At 5 Traverse (5 Traverse Street, Providence), Paul Myoda of Chepachet hung a chandelier resembling a probe droid from Star Wars. Motion sensors trigger it to spin and strobe lights. German artist Christin Bolewski reimagined traditional Chinese landscape drawings as a scrolling video of photos and digital models of mountains, animated snow, and video of mountain climbers. Also check out Bostonian Andrew Ames’s joke electronic sculpture: a down on its luck, panhandling Space Invader. Each of these was amusing, if not particularly trenchant.

The Sol Koffler exhibit leans toward interactive computer projections. Several were high-tech exercises in graphing, like Setauket, New York, artist Christina Erickson’s Debt Reducer, which projects tallies of the national debt, average student loan debt, and the average visitor debt across a corseted dressmaker’s dummy. A laptop invites you to input your personal debt total, triggering (it seemed) a machine to tighten the corset. The symbolism is too obvious.

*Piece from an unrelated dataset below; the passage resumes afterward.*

//! I/O operations for reading and writing raster data

mod native;

pub use native::{read_geotiff, write_geotiff};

Providence artist Clement Valla wrote a computer program to generate McDunco, which projected scrambled versions of highway signs for McDonald’s, Home Depot, Mobil, and the like on to the wall. “McLet: Peek House.” “Vro bank: the America smile.” “The Home Kinger.” We all know that advertising leeches and distorts meaning; to push this into purposeful nonsense just feels irritating.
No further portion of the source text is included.